Like any beta version, it was okay. All of the math instructional content was correct, we had a unit of lessons on ratio and proportion that included playing the game. Still, like any beta version, there were aspects that could be better. We’ve spent lots of time in classrooms ourselves, and we understand that when students can’t work independently, it’s frustrating for them and takes time away from the teacher.

Changes to Make Students’ (and, hence, Teachers’) Lives Easier

TL; DR – we made it a lot less likely that students would need to call over the teacher for help.

  1. Any equivalent ratio is now scored correct. and extra spaces are ignored. The blue corn mush math problems were too easy to get wrong. For one of the problems, if a student answered 2:10 instead of 1:5, it was scored incorrect. Those are equivalent. Also, if a student entered spaces like 1 : 5 it was scored wrong. Why would someone enter it like that? As with many things people do, I have no idea, but I do know it ends with the student calling over the teacher and asking why their answer is wrong.
  2. The default screen size now fits on the smallest Chromebooks. The original screen size was a little bigger than the smallest Chromebooks, which meant the next arrow could be off the screen and the student wouldn’t see it. This resulted in them calling the teacher over who either told the student to scroll down or to zoom out and view the game at 90%.
Smiling African American female teacher standing near whiteboard and looking at schoolgirl raising hand
Photo by Katerina Holmes on
  1. We added LOADS of hints. Every page now has a header with a ? in a button the top right.

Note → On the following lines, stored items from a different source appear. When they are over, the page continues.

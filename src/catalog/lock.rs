//! Discovery payload of the `lock` component, generated by `discovery-gen`.

use crate::model::{fallback_id, Announce, Availability, Component, Device};
use crate::utils::is_default;
use std::borrow::Cow;

/// Discovery payload of a `lock` entity.
#[derive(Clone, Debug, Default, PartialEq, Eq, serde::Deserialize, serde::Serialize)]
#[cfg_attr(feature = "schemars", derive(schemars::JsonSchema))]
#[serde(default)]
pub struct Lock {
    /// A list of MQTT topics subscribed to receive availability (online/offline) updates. Must not
    /// be used together with `availability_topic`.
    #[serde(skip_serializing_if = "Vec::is_empty")]
    pub availability: Vec<Availability>,

    /// When `availability` is configured, this controls the conditions needed to set the entity to
    /// `available`. Valid entries are `all`, `any`, and `latest`. If set to `all`,
    /// `payload_available` must be received on all configured availability topics before the entity
    /// is marked as online. If set to `any`, `payload_available` must be received on at least one
    /// configured availability topic before the entity is marked as online. If set to `latest`, the
    /// last `payload_available` or `payload_not_available` received on any configured availability
    /// topic controls the availability.
    ///
    /// Default: `latest`
    #[serde(skip_serializing_if = "String::is_empty")]
    pub availability_mode: String,

    /// Defines a
    /// [template](/docs/configuration/templating/#using-templates-with-the-mqtt-integration) to
    /// extract device's availability from the `availability_topic`. To determine the devices's
    /// availability result of this template will be compared to `payload_available` and
    /// `payload_not_available`.
    #[serde(skip_serializing_if = "String::is_empty")]
    pub availability_template: String,

    /// The MQTT topic subscribed to receive availability (online/offline) updates. Must not be used
    /// together with `availability`.
    #[serde(skip_serializing_if = "String::is_empty")]
    pub availability_topic: String,

    /// A regular expression to validate a supplied code when it is set during the action to `open`,
    /// `lock` or `unlock` the MQTT lock.
    #[serde(skip_serializing_if = "String::is_empty")]
    pub code_format: String,

    /// Defines a
    /// [template](/docs/configuration/templating/#using-templates-with-the-mqtt-integration) to
    /// generate the payload to send to `command_topic`. The lock command template accepts the
    /// parameters `value` and `code`. The `value` parameter will contain the configured value for
    /// either `payload_open`, `payload_lock` or `payload_unlock`. The `code` parameter is set
    /// during the action to `open`, `lock` or `unlock` the MQTT lock and will be set `None` if no
    /// code was passed.
    #[serde(skip_serializing_if = "String::is_empty")]
    pub command_template: String,

    /// The MQTT topic to publish commands to change the lock state.
    pub command_topic: String,

    /// Information about the device this lock is a part of to tie it into the [device
    /// registry](https://developers.home-assistant.io/docs/en/device_registry_index.html). Only
    /// works when [`unique_id`](#unique_id) is set. At least one of identifiers or connections must
    /// be present to identify the device.
    #[serde(skip_serializing_if = "Option::is_none")]
    pub device: Option<Device>,

    /// Flag which defines if the entity should be enabled when first added.
    ///
    /// Default: `true`
    #[serde(skip_serializing_if = "is_default")]
    pub enabled_by_default: bool,

    /// The encoding of the payloads received and published messages. Set to `""` to disable
    /// decoding of incoming payload.
    ///
    /// Default: `utf-8`
    #[serde(skip_serializing_if = "String::is_empty")]
    pub encoding: String,

    /// The [category](https://developers.home-assistant.io/docs/core/entity#generic-properties) of
    /// the entity.
    #[serde(skip_serializing_if = "String::is_empty")]
    pub entity_category: String,

    /// Picture URL for the entity.
    #[serde(skip_serializing_if = "String::is_empty")]
    pub entity_picture: String,

    /// [Icon](/docs/configuration/customizing-devices/#icon) for the entity.
    #[serde(skip_serializing_if = "String::is_empty")]
    pub icon: String,

    /// Defines a
    /// [template](/docs/configuration/templating/#using-templates-with-the-mqtt-integration) to
    /// extract the JSON dictionary from messages received on the `json_attributes_topic`. Usage
    /// example can be found in [MQTT
    /// sensor](/integrations/sensor.mqtt/#json-attributes-template-configuration) documentation.
    #[serde(skip_serializing_if = "String::is_empty")]
    pub json_attributes_template: String,

    /// The MQTT topic subscribed to receive a JSON dictionary payload and then set as sensor
    /// attributes. Usage example can be found in [MQTT
    /// sensor](/integrations/sensor.mqtt/#json-attributes-topic-configuration) documentation.
    #[serde(skip_serializing_if = "String::is_empty")]
    pub json_attributes_topic: String,

    /// The name of the lock. Can be set to `null` if only the device name is relevant.
    ///
    /// Default: `MQTT Lock`
    #[serde(skip_serializing_if = "String::is_empty")]
    pub name: String,

    /// Used instead of `name` for automatic generation of `entity_id`.
    #[serde(skip_serializing_if = "String::is_empty")]
    pub object_id: String,

    /// Flag that defines if lock works in optimistic mode.
    ///
    /// Default: `'true' if no 'state_topic' defined, else 'false'.`
    #[serde(skip_serializing_if = "is_default")]
    pub optimistic: bool,

    /// The payload that represents the available state.
    ///
    /// Default: `online`
    #[serde(skip_serializing_if = "String::is_empty")]
    pub payload_available: String,

    /// The payload sent to the lock to lock it.
    ///
    /// Default: `LOCK`
    #[serde(skip_serializing_if = "String::is_empty")]
    pub payload_lock: String,

    /// The payload that represents the unavailable state.
    ///
    /// Default: `offline`
    #[serde(skip_serializing_if = "String::is_empty")]
    pub payload_not_available: String,

    /// The payload sent to the lock to open it.
    #[serde(skip_serializing_if = "String::is_empty")]
    pub payload_open: String,

    /// A special payload that resets the state to `unknown` when received on the `state_topic`.
    ///
    /// Default: `"None"`
    #[serde(skip_serializing_if = "String::is_empty")]
    pub payload_reset: String,

    /// The payload sent to the lock to unlock it.
    ///
    /// Default: `UNLOCK`
    #[serde(skip_serializing_if = "String::is_empty")]
    pub payload_unlock: String,

    /// Must be `lock`. Only allowed and required in [MQTT auto discovery device
    /// messages](/integrations/mqtt/#device-discovery-payload)
    pub platform: String,

    /// The maximum QoS level to be used when receiving and publishing messages.
    ///
    /// Default: `0`
    #[serde(skip_serializing_if = "is_default")]
    pub qos: i64,

    /// If the published message should have the retain flag on or not.
    ///
    /// Default: `false`
    #[serde(skip_serializing_if = "is_default")]
    pub retain: bool,

    /// The payload sent to `state_topic` by the lock when it's jammed.
    ///
    /// Default: `JAMMED`
    #[serde(skip_serializing_if = "String::is_empty")]
    pub state_jammed: String,

    /// The payload sent to `state_topic` by the lock when it's locked.
    ///
    /// Default: `LOCKED`
    #[serde(skip_serializing_if = "String::is_empty")]
    pub state_locked: String,

    /// The payload sent to `state_topic` by the lock when it's locking.
    ///
    /// Default: `LOCKING`
    #[serde(skip_serializing_if = "String::is_empty")]
    pub state_locking: String,

    /// The MQTT topic subscribed to receive state updates. It accepts states configured with
    /// `state_jammed`, `state_locked`, `state_unlocked`, `state_locking` or `state_unlocking`. A
    /// "None" payload resets to an `unknown` state. An empty payload is ignored.
    #[serde(skip_serializing_if = "String::is_empty")]
    pub state_topic: String,

    /// The payload sent to `state_topic` by the lock when it's unlocked.
    ///
    /// Default: `UNLOCKED`
    #[serde(skip_serializing_if = "String::is_empty")]
    pub state_unlocked: String,

    /// The payload sent to `state_topic` by the lock when it's unlocking.
    ///
    /// Default: `UNLOCKING`
    #[serde(skip_serializing_if = "String::is_empty")]
    pub state_unlocking: String,

    /// An ID that uniquely identifies this lock. If two locks have the same unique ID, Home
    /// Assistant will raise an exception. Required when used with device-based discovery.
    #[serde(skip_serializing_if = "String::is_empty")]
    pub unique_id: String,

    /// Defines a
    /// [template](/docs/configuration/templating/#using-templates-with-the-mqtt-integration) to
    /// extract a state value from the payload.
    #[serde(skip_serializing_if = "String::is_empty")]
    pub value_template: String,
}

impl Announce for Lock {
    const COMPONENT: Component = Component::Lock;

    fn object_id(&self) -> Cow<'_, str> {
        if !self.unique_id.is_empty() {
            Cow::Borrowed(self.unique_id.as_str())
        } else if !self.name.is_empty() {
            Cow::Borrowed(self.name.as_str())
        } else {
            Cow::Owned(fallback_id(self))
        }
    }
}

Clicking on that button will give you a hint on how to solve the problem, whether it is instructions to click the colored “brush” on the right and then click the square on the “rug”, an equation to use to solve a problem for milk replacer ratio or to click the corn borers to squash them.
  2. The question applying the ratio of water to milk replacer has a random number of lambs, so it isn’t always the same problem.
  3. A hundred little changes that add up – whether it was the title not quite centered, adding wiggly corn borers to pages where these pests are discussed or an extra few pixels of padding around the score box, players don’t notice these changes individually, but they come together to make a game look more professional, and more like something students want to play.